Именно здесь, в боях на подступах к Мценску, было ещё раз доказано, какую огромную силу представляют танки при хорошей организации взаимодействия с пехотой и артиллерией.
С утра 9 октября до ста танков противника, сопровождаемые полком мотопехоты и артиллерией, повели наступление на фронте Ильково — Шеино, нанося главный удар по левому флангу обороны и имея целью обход бригады через Шеино на Мценск. Ожесточённые бои продолжались в течение всего дня, до наступления темноты. Вводя в бой свежие силы, воздействуя непрерывным артиллерийским, миномётным огнём и бомбежкой с воздуха, противник пытался прорвать оборону и выйти к г. Мценску. Упорным сопротивлением частей бригады и особенно активными действиями танкистов наступление противника было отбито. За этот день боя противник потерял три тяжёлых орудия, тридцать три танка, до десяти противотанковых орудий, три тягача с боеприпасами, бронемашины, несколько цистерн с горючим и до двух батальонов пехоты.
Потери бригады составили только четыре танка, из которых два сгорело на поле боя, а два было эвакуировано в тыл.

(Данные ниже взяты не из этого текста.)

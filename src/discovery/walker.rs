//! Bounded-depth directory walk over the storage abstraction

use std::path::{Path, PathBuf};
use std::sync::Arc;

use tracing::debug;

use crate::cancel::{CancellationToken, Cancelled};
use crate::discovery::exclude::ExcludeMatcher;
use crate::fs::{FileSystem, StorageError};

/// A non-excluded entry found during a walk
#[derive(Debug, Clone, PartialEq, Eq)]
pub struct WalkEntry {
    pub path: PathBuf,
    /// Path relative to the walk root
    pub relative_path: PathBuf,
    pub name: String,
    pub is_dir: bool,
    /// Children of the root are at depth 1
    pub depth: usize,
}

pub struct TreeWalker {
    fs: Arc<dyn FileSystem>,
    excludes: ExcludeMatcher,
}

impl TreeWalker {
    pub fn new(fs: Arc<dyn FileSystem>, excludes: ExcludeMatcher) -> Self {
        Self { fs, excludes }
    }

    /// Depth-first walk from `root` (depth 0).
    ///
    /// Every non-excluded entry of every directory read is passed to `visit`.
    /// Directories deeper than `max_depth` are visited but not read.
    /// Unreadable directories are skipped. Cancellation is checked before
    /// each directory read and aborts the walk.
    pub fn walk<E, F>(
        &self,
        root: &Path,
        max_depth: usize,
        cancel: &CancellationToken,
        mut visit: F,
    ) -> Result<(), E>
    where
        E: From<Cancelled>,
        F: FnMut(&WalkEntry) -> Result<(), E>,
    {
        self.walk_dir(root, root, 0, max_depth, cancel, &mut visit)
    }

    fn walk_dir<E, F>(
        &self,
        root: &Path,
        dir: &Path,
        depth: usize,
        max_depth: usize,
        cancel: &CancellationToken,
        visit: &mut F,
    ) -> Result<(), E>
    where
        E: From<Cancelled>,
        F: FnMut(&WalkEntry) -> Result<(), E>,
    {
        cancel.check()?;

        let entries = match self.fs.read_dir(dir, cancel) {
            Ok(entries) => entries,
            Err(StorageError::Cancelled) => return Err(Cancelled.into()),
            Err(e) => {
                debug!("Skipping unreadable directory {}: {}", dir.display(), e);
                return Ok(());
            }
        };

        for entry in entries {
            let path = dir.join(&entry.name);
            let relative_path = path.strip_prefix(root).unwrap_or(&path).to_path_buf();

            if self
                .excludes
                .is_excluded(&entry.name, &path, &relative_path)
            {
                continue;
            }

            let walk_entry = WalkEntry {
                path,
                relative_path,
                name: entry.name,
                is_dir: entry.is_dir,
                depth: depth + 1,
            };
            visit(&walk_entry)?;

            if walk_entry.is_dir && walk_entry.depth <= max_depth {
                self.walk_dir(root, &walk_entry.path, depth + 1, max_depth, cancel, visit)?;
            }
        }

        Ok(())
    }
}
//! Combined reader and writer over one storage

use std::path::Path;
use std::sync::Arc;

use crate::cancel::CancellationToken;
use crate::fs::FileSystem;
use crate::version::descriptor::FileConfig;
use crate::version::error::VersionFileError;
use crate::version::reader::{VersionInfo, VersionReader};
use crate::version::writer::VersionWriter;

pub struct VersionStore {
    reader: VersionReader,
    writer: VersionWriter,
}

impl VersionStore {
    pub fn new(fs: Arc<dyn FileSystem>) -> Self {
        Self {
            reader: VersionReader::new(fs.clone()),
            writer: VersionWriter::new(fs),
        }
    }

    pub fn read(
        &self,
        config: &FileConfig,
        cancel: &CancellationToken,
    ) -> Result<VersionInfo, VersionFileError> {
        self.reader.read(config, cancel)
    }

    pub fn write(
        &self,
        config: &FileConfig,
        new_value: &str,
        cancel: &CancellationToken,
    ) -> Result<(), VersionFileError> {
        self.writer.write(config, new_value, cancel)
    }

    pub fn exists(&self, path: &Path, cancel: &CancellationToken) -> Result<bool, VersionFileError> {
        self.writer.exists(path, cancel)
    }

    pub fn reader(&self) -> &VersionReader {
        &self.reader
    }

    pub fn writer(&self) -> &VersionWriter {
        &self.writer
    }
}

В этот день танковые экипажи 4-й танковой бригады наглядно показали зарвавшимся фашистским воякам, что означает сила советской техники, помноженная на боевой дух её водителей.
Наступлению немецких танков предшествовал массовый налёт вражеской авиации. Особого вреда он не принес, так как отрытые по приказанию Катукова ложные окопы спутали немцев. С высоты трёх тысяч метров немецкие бомбардировщики с рёвом бросались в пике и бомбили пустые окопы.
На 1-го батарею зенитного дивизиона налетело девять немецких самолётов Ю-77. Снижаясь до четырёхсот метров, вражеские пикировщики бросали бомбы, строчили из пулемётов, пытались запугать зенитчиков воем своих сирен.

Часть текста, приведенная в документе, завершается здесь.